We set off from Lithgow at 9.30am, filled with pastries and hope. After a short bit of highway riding, we turned off and then were on our first hill out of Lake Lyell. Excitement! Dirt! But hard packed, and if you were paying attention you could mostly avoid the corrugations.
The 5km or so between where we met Jenolan Caves Rd, and where Duckmaloi Rd turns off for Oberon, had the most car/truck traffic we saw for the rest of the trip. Once clear of that we had a beautiful run along past Jenolan State Forest (with a brief stop to forage mushrooms).
Then down, down, down into the valley… We relaxed and enjoyed the stunning descent to Jenolan Caves. We ate lunch, watched a platypus swimming in the Blue Lake, took ourselves through the Nettle Cave.
Then reluctantly, we started up the hill back out. Bloody hell it was steep. 4.3km, 11.2% average gradient. I was in my easiest gear from the very start, and even then had to zig-zag towards the top. Ollie caught me up after stopping to take photos, and we had a race in the last 50m, though gentlemen’s discretion prevents me from revealing who won (it was me).
(Above, Ollie models the excellent Vivente World Randonneur touring bicycle. You too could own one of these bikes!)
We rode through pine plantation country, camping somewhere in Gurnang State Forest. Ollie prepared what seemed a giant pot of curry and mushrooms, though we still needed to eat some nuts, chocolate, bread, extra wraps from lunch, and a few other snacks before we felt satisfied. Some amateur stargazing followed, and we were in bed by 7.30pm.
The next day we hopped back into the saddle and set off down some more beautiful country roads, although it would have been nice if there was slightly less pine forest (which my ecologist friend calls the equivalent of a carpark). Eventually we reached the Blue Mountains National Park, and followed the Oberon-Colong Stock Route for a while.
At some point we turned off down the Mt Werong fire trail instead of the Mt Fatigue fire trail. I’m not sure what the condition of the Mt Fatigue fire trail is, but the Mt Werong trail was: Rocky. Sandy. Loose. Steep.
This next photo shows a massive downhill – Henry has just hit the last berm, with Ollie following behind. It was so steep that I was just barely slowing down without locking up my wheels on the loose surface.
There were also some uphills.
And some creek crossings.
And then some uphills that we walked/rode up, depending on how steep/loose/rocky that section was.
Eventually we reached the tarmac on the descent into Wombeyan Caves, which was truly joyous after all that dirt.
We enjoyed lunch, tea, coffee, and several chocolate bars at the Wombeyan Caves kiosk, and then began the climb out, which was extremely gentle in comparison to what we’d become accustomed to. The view from the top was stunning – steep slopes of thick trees, with a thin dirt road winding down the side.
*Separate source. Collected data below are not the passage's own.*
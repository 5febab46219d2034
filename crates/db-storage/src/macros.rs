// SPDX-FileCopyrightText: OpenTalk GmbH <mail@opentalk.eu>
//
// SPDX-License-Identifier: EUPL-1.2

/// Creates a rust enum which maps onto a postgres enum type
///
/// Defines the diesel sql type `$sql_type` with the postgres type name `$sql_type_name`
/// and the enum `$name` with `ToSql`/`FromSql` implementations, [`std::str::FromStr`],
/// [`std::fmt::Display`] and an `as_str` function returning the database representation.
///
/// Example:
/// ```ignore,rust
/// sql_enum!(
///     #[derive(Serialize, Deserialize)]
///     #[serde(rename_all = "snake_case")]
///     Color,
///     "color",
///     ColorType,
///     {
///         Red = "red",
///         Blue = "blue",
///     }
/// );
/// ```
macro_rules! sql_enum {
    (
        $(#[$enum_meta:meta])*
        $name:ident,
        $sql_type_name:literal,
        $sql_type:ident,
        {
            $($variant:ident = $db_value:literal),* $(,)?
        }
    ) => {
        #[derive(Debug, Clone, Copy, diesel::sql_types::SqlType, diesel::query_builder::QueryId)]
        #[diesel(postgres_type(name = $sql_type_name))]
        pub struct $sql_type;

        #[derive(Debug, Clone, Copy, PartialEq, Eq, Hash, diesel::FromSqlRow, diesel::AsExpression)]
        #[diesel(sql_type = $sql_type)]
        $(#[$enum_meta])*
        pub enum $name {
            $($variant),*
        }

        impl $name {
            /// Returns the database representation of the variant
            pub const fn as_str(&self) -> &'static str {
                match self {
                    $(Self::$variant => $db_value),*
                }
            }
        }

        impl ::std::fmt::Display for $name {
            fn fmt(&self, f: &mut ::std::fmt::Formatter<'_>) -> ::std::fmt::Result {
                f.write_str(self.as_str())
            }
        }

        impl ::std::str::FromStr for $name {
            type Err = String;

            fn from_str(s: &str) -> Result<Self, Self::Err> {
                match s {
                    $($db_value => Ok(Self::$variant),)*
                    _ => Err(format!("unknown {} {s:?}", $sql_type_name)),
                }
            }
        }

        impl diesel::serialize::ToSql<$sql_type, diesel::pg::Pg> for $name {
            fn to_sql<'b>(
                &'b self,
                out: &mut diesel::serialize::Output<'b, '_, diesel::pg::Pg>,
            ) -> diesel::serialize::Result {
                use std::io::Write;

                out.write_all(self.as_str().as_bytes())?;
                Ok(diesel::serialize::IsNull::No)
            }
        }

        impl diesel::deserialize::FromSql<$sql_type, diesel::pg::Pg> for $name {
            fn from_sql(bytes: diesel::pg::PgValue<'_>) -> diesel::deserialize::Result<Self> {
                let value = std::str::from_utf8(bytes.as_bytes())?;

                value.parse().map_err(Into::into)
            }
        }
    };
}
So it was back down, this time descending to the Wollondilly River. This was probably my favourite section of the trip – seemingly endless downhill, swinging around on a dirt road that dropped off in a very threatening way. We felt like we were on some European mountain pass.
If you squint you can almost see Ollie riding past the base of this landslide.
We reached the Wollondilly eventually, and crossed it to start up the hill. Which was, again, exceedingly pleasant and gentle.
We were even treated to some bush humour.
At the top of the hill, we were greeted by Ollie’s mum, come to collect Henry and whisk him away to some other family engagement.
All in all, we had an excellent adventure. However we thought that, if you had 3 days, it would be more fun to do this as a 3-day trip, either camping, or staying at the Jenolan Cabins and then Wombeyan Cabins. That way you’d be able to explore the caves, and not thrash yourself. But then again, we kind of enjoyed trashing ourselves.